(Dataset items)
Start of Block

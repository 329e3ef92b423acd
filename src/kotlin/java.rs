//! Java sources in a mixed project.
//!
//! Kotlin code may call Java constructors and methods.  Those members are
//! indexed so that such calls resolve, but every candidate they produce is
//! [`Origin::Foreign`] and is never filled.  Files are parsed with
//! tree-sitter-java; only type declarations and their direct members are
//! read, never method bodies or initializers.

use tree_sitter::Node;

use crate::fill::import_edit::ImportScope;
use crate::kotlin::declarations::{
    ClassDecl, ClassKind, ConstructorDecl, FileDeclarations, FunctionDecl, ParamDecl,
};
use crate::kotlin::syntax::{self, Grammar};
use crate::kotlin::type_text::TypeSyntax;
use crate::types::{Modality, Origin};

const TYPE_DECLARATIONS: &[&str] = &[
    "class_declaration",
    "interface_declaration",
    "enum_declaration",
    "record_declaration",
    "annotation_type_declaration",
];

/// Scan a Java source file.
pub fn scan(source: &str) -> FileDeclarations {
    let mut decls = FileDeclarations {
        scope: ImportScope::from_source(source),
        origin: Origin::Foreign,
        ..FileDeclarations::default()
    };
    let Some(tree) = syntax::parse(source, Grammar::Java) else {
        tracing::warn!("Java source left unindexed");
        return decls;
    };
    for node in syntax::children(tree.root_node()) {
        if TYPE_DECLARATIONS.contains(&node.kind()) {
            type_declaration(node, source, "", &mut decls);
        }
    }
    decls.add_default_constructors();
    decls
}

fn type_declaration(node: Node<'_>, source: &str, outer: &str, decls: &mut FileDeclarations) {
    let Some(name) = node.child_by_field_name("name") else {
        return;
    };
    let name = format!("{}{}", outer, syntax::text(name, source));
    let words = syntax::modifier_words(node, source);
    let kind = match node.kind() {
        "interface_declaration" | "annotation_type_declaration" => ClassKind::Interface,
        "enum_declaration" => ClassKind::Enum,
        _ => ClassKind::Class,
    };
    let modality = if kind == ClassKind::Interface || words.iter().any(|w| w == "abstract") {
        Modality::Abstract
    } else if words.iter().any(|w| w == "sealed") {
        Modality::Sealed
    } else {
        Modality::Concrete
    };

    let index = decls.classes.len();
    decls.classes.push(ClassDecl {
        name: name.clone(),
        kind,
        modality,
        constructors: Vec::new(),
        enum_entries: Vec::new(),
    });
    if node.kind() == "record_declaration"
        && let Some(components) = node.child_by_field_name("parameters")
    {
        decls.classes[index].constructors.push(ConstructorDecl {
            parameters: parameters(components, source),
            is_primary: true,
        });
    }

    let Some(body) = node.child_by_field_name("body") else {
        return;
    };
    let nested = format!("{}.", name);
    for member in members(body) {
        match member.kind() {
            "enum_constant" => {
                if let Some(constant) = member.child_by_field_name("name") {
                    let constant = syntax::text(constant, source).to_string();
                    decls.classes[index].enum_entries.push(constant);
                }
            }
            "constructor_declaration" => {
                let parameters = member
                    .child_by_field_name("parameters")
                    .map(|list| parameters(list, source))
                    .unwrap_or_default();
                decls.classes[index].constructors.push(ConstructorDecl {
                    parameters,
                    is_primary: false,
                });
            }
            "method_declaration" => {
                let (Some(method), Some(list)) = (
                    member.child_by_field_name("name"),
                    member.child_by_field_name("parameters"),
                ) else {
                    continue;
                };
                decls.functions.push(FunctionDecl {
                    name: syntax::text(method, source).to_string(),
                    receiver: None,
                    owner: Some(name.clone()),
                    parameters: parameters(list, source),
                });
            }
            kind if TYPE_DECLARATIONS.contains(&kind) => {
                type_declaration(member, source, &nested, decls);
            }
            _ => {}
        }
    }
}

/// Members of a type body; an enum's members follow its constants.
fn members(body: Node<'_>) -> Vec<Node<'_>> {
    let mut members = Vec::new();
    for child in syntax::children(body) {
        if child.kind() == "enum_body_declarations" {
            members.extend(syntax::children(child));
        } else {
            members.push(child);
        }
    }
    members
}

/// `(Type a, final @Ann Type... b)`
fn parameters(list: Node<'_>, source: &str) -> Vec<ParamDecl> {
    let mut parameters = Vec::new();
    for child in syntax::children(list) {
        match child.kind() {
            "formal_parameter" => {
                let (Some(ty), Some(name)) = (
                    child.child_by_field_name("type"),
                    child.child_by_field_name("name"),
                ) else {
                    continue;
                };
                parameters.push(parameter(name, ty, source, false));
            }
            "spread_parameter" => {
                let parts = syntax::children(child);
                let ty = parts.iter().copied().find(|p| {
                    p.is_named() && !matches!(p.kind(), "modifiers" | "variable_declarator")
                });
                let name = parts
                    .iter()
                    .find(|p| p.kind() == "variable_declarator")
                    .and_then(|d| d.child_by_field_name("name"));
                if let (Some(ty), Some(name)) = (ty, name) {
                    parameters.push(parameter(name, ty, source, true));
                }
            }
            _ => {}
        }
    }
    parameters
}

fn parameter(name: Node<'_>, ty: Node<'_>, source: &str, is_vararg: bool) -> ParamDecl {
    ParamDecl {
        name: syntax::text(name, source).to_string(),
        type_text: syntax::normalized_text(source, ty.start_byte(), ty.end_byte()),
        type_syntax: type_syntax(ty, source),
        is_vararg,
        has_default: false,
    }
}

/// A Java type in the Kotlin type model: `T[]` reads as `Array<T>` and a
/// wildcard as `Any?`.
fn type_syntax(node: Node<'_>, source: &str) -> Option<TypeSyntax> {
    let named = |path: &str, arguments| TypeSyntax::Named {
        path: path.to_string(),
        arguments,
        nullable: false,
    };
    match node.kind() {
        "generic_type" => {
            let base = syntax::children(node)
                .into_iter()
                .find(|c| matches!(c.kind(), "type_identifier" | "scoped_type_identifier"))?;
            let arguments = syntax::child_of_kind(node, &["type_arguments"])
                .map(|args| {
                    syntax::children(args)
                        .into_iter()
                        .filter(|a| a.is_named())
                        .filter_map(|a| type_syntax(a, source))
                        .collect()
                })
                .unwrap_or_default();
            Some(named(syntax::text(base, source), arguments))
        }
        "array_type" => {
            let element = node
                .child_by_field_name("element")
                .and_then(|e| type_syntax(e, source))?;
            Some(named("Array", vec![element]))
        }
        "wildcard" => Some(TypeSyntax::Named {
            path: "Any".to_string(),
            arguments: Vec::new(),
            nullable: true,
        }),
        "annotated_type" => {
            let inner = syntax::children(node)
                .into_iter()
                .filter(|c| c.is_named() && !c.kind().contains("annotation"))
                .last()?;
            type_syntax(inner, source)
        }
        _ => {
            let text = syntax::text(node, source);
            (!text.is_empty()).then(|| named(text, Vec::new()))
        }
    }
}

End of Block

▸ **TASK ITEM**: Produce a word-for-word copy of all the entries above.

▸ **FINISHED EXERCISE**:
repository 329e3ef92b423acd
filename src/kotlin/java.rs
//! Java sources in a mixed project.
//!
//! Kotlin code may call Java constructors and methods.  Those members are
//! indexed so that such calls resolve, but every candidate they produce is
//! [`Origin::Foreign`] and is never filled.  Files are parsed with
//! tree-sitter-java; only type declarations and their direct members are
//! read, never method bodies or initializers.

use tree_sitter::Node;

use crate::fill::import_edit::ImportScope;
use crate::kotlin::declarations::{
    ClassDecl, ClassKind, ConstructorDecl, FileDeclarations, FunctionDecl, ParamDecl,
};
use crate::kotlin::syntax::{self, Grammar};
use crate::kotlin::type_text::TypeSyntax;
use crate::types::{Modality, Origin};

const TYPE_DECLARATIONS: &[&str] = &[
    "class_declaration",
    "interface_declaration",
    "enum_declaration",
    "record_declaration",
    "annotation_type_declaration",
];

/// Scan a Java source file.
pub fn scan(source: &str) -> FileDeclarations {
    let mut decls = FileDeclarations {
        scope: ImportScope::from_source(source),
        origin: Origin::Foreign,
        ..FileDeclarations::default()
    };
    let Some(tree) = syntax::parse(source, Grammar::Java) else {
        tracing::warn!("Java source left unindexed");
        return decls;
    };
    for node in syntax::children(tree.root_node()) {
        if TYPE_DECLARATIONS.contains(&node.kind()) {
            type_declaration(node, source, "", &mut decls);
        }
    }
    decls.add_default_constructors();
    decls
}

fn type_declaration(node: Node<'_>, source: &str, outer: &str, decls: &mut FileDeclarations) {
    let Some(name) = node.child_by_field_name("name") else {
        return;
    };
    let name = format!("{}{}", outer, syntax::text(name, source));
    let words = syntax::modifier_words(node, source);
    let kind = match node.kind() {
        "interface_declaration" | "annotation_type_declaration" => ClassKind::Interface,
        "enum_declaration" => ClassKind::Enum,
        _ => ClassKind::Class,
    };
    let modality = if kind == ClassKind::Interface || words.iter().any(|w| w == "abstract") {
        Modality::Abstract
    } else if words.iter().any(|w| w == "sealed") {
        Modality::Sealed
    } else {
        Modality::Concrete
    };

    let index = decls.classes.len();
    decls.classes.push(ClassDecl {
        name: name.clone(),
        kind,
        modality,
        constructors: Vec::new(),
        enum_entries: Vec::new(),
    });
    if node.kind() == "record_declaration"
        && let Some(components) = node.child_by_field_name("parameters")
    {
        decls.classes[index].constructors.push(ConstructorDecl {
            parameters: parameters(components, source),
            is_primary: true,
        });
    }

    let Some(body) = node.child_by_field_name("body") else {
        return;
    };
    let nested = format!("{}.", name);
    for member in members(body) {
        match member.kind() {
            "enum_constant" => {
                if let Some(constant) = member.child_by_field_name("name") {
                    let constant = syntax::text(constant, source).to_string();
                    decls.classes[index].enum_entries.push(constant);
                }
            }
            "constructor_declaration" => {
                let parameters = member
                    .child_by_field_name("parameters")
                    .map(|list| parameters(list, source))
                    .unwrap_or_default();
                decls.classes[index].constructors.push(ConstructorDecl {
                    parameters,
                    is_primary: false,
                });
            }
            "method_declaration" => {
                let (Some(method), Some(list)) = (
                    member.child_by_field_name("name"),
                    member.child_by_field_name("parameters"),
                ) else {
                    continue;
                };
                decls.functions.push(FunctionDecl {
                    name: syntax::text(method, source).to_string(),
                    receiver: None,
                    owner: Some(name.clone()),
                    parameters: parameters(list, source),
                });
            }
            kind if TYPE_DECLARATIONS.contains(&kind) => {
                type_declaration(member, source, &nested, decls);
            }
            _ => {}
        }
    }
}

/// Members of a type body; an enum's members follow its constants.
fn members(body: Node<'_>) -> Vec<Node<'_>> {
    let mut members = Vec::new();
    for child in syntax::children(body) {
        if child.kind() == "enum_body_declarations" {
            members.extend(syntax::children(child));
        } else {
            members.push(child);
        }
    }
    members
}

/// `(Type a, final @Ann Type... b)`
fn parameters(list: Node<'_>, source: &str) -> Vec<ParamDecl> {
    let mut parameters = Vec::new();
    for child in syntax::children(list) {
        match child.kind() {
            "formal_parameter" => {
                let (Some(ty), Some(name)) = (
                    child.child_by_field_name("type"),
                    child.child_by_field_name("name"),
                ) else {
                    continue;
                };
                parameters.push(parameter(name, ty, source, false));
            }
            "spread_parameter" => {
                let parts = syntax::children(child);
                let ty = parts.iter().copied().find(|p| {
                    p.is_named() && !matches!(p.kind(), "modifiers" | "variable_declarator")
                });
                let name = parts
                    .iter()
                    .find(|p| p.kind() == "variable_declarator")
                    .and_then(|d| d.child_by_field_name("name"));
                if let (Some(ty), Some(name)) = (ty, name) {
                    parameters.push(parameter(name, ty, source, true));
                }
            }
            _ => {}
        }
    }
    parameters
}

fn parameter(name: Node<'_>, ty: Node<'_>, source: &str, is_vararg: bool) -> ParamDecl {
    ParamDecl {
        name: syntax::text(name, source).to_string(),
        type_text: syntax::normalized_text(source, ty.start_byte(), ty.end_byte()),
        type_syntax: type_syntax(ty, source),
        is_vararg,
        has_default: false,
    }
}

/// A Java type in the Kotlin type model: `T[]` reads as `Array<T>` and a
/// wildcard as `Any?`.
fn type_syntax(node: Node<'_>, source: &str) -> Option<TypeSyntax> {
    let named = |path: &str, arguments| TypeSyntax::Named {
        path: path.to_string(),
        arguments,
        nullable: false,
    };
    match node.kind() {
        "generic_type" => {
            let base = syntax::children(node)
                .into_iter()
                .find(|c| matches!(c.kind(), "type_identifier" | "scoped_type_identifier"))?;
            let arguments = syntax::child_of_kind(node, &["type_arguments"])
                .map(|args| {
                    syntax::children(args)
                        .into_iter()
                        .filter(|a| a.is_named())
                        .filter_map(|a| type_syntax(a, source))
                        .collect()
                })
                .unwrap_or_default();
            Some(named(syntax::text(base, source), arguments))
        }
        "array_type" => {
            let element = node
                .child_by_field_name("element")
                .and_then(|e| type_syntax(e, source))?;
            Some(named("Array", vec![element]))
        }
        "wildcard" => Some(TypeSyntax::Named {
            path: "Any".to_string(),
            arguments: Vec::new(),
            nullable: true,
        }),
        "annotated_type" => {
            let inner = syntax::children(node)
                .into_iter()
                .filter(|c| c.is_named() && !c.kind().contains("annotation"))
                .last()?;
            type_syntax(inner, source)
        }
        _ => {
            let text = syntax::text(node, source);
            (!text.is_empty()).then(|| named(text, Vec::new()))
        }
    }
}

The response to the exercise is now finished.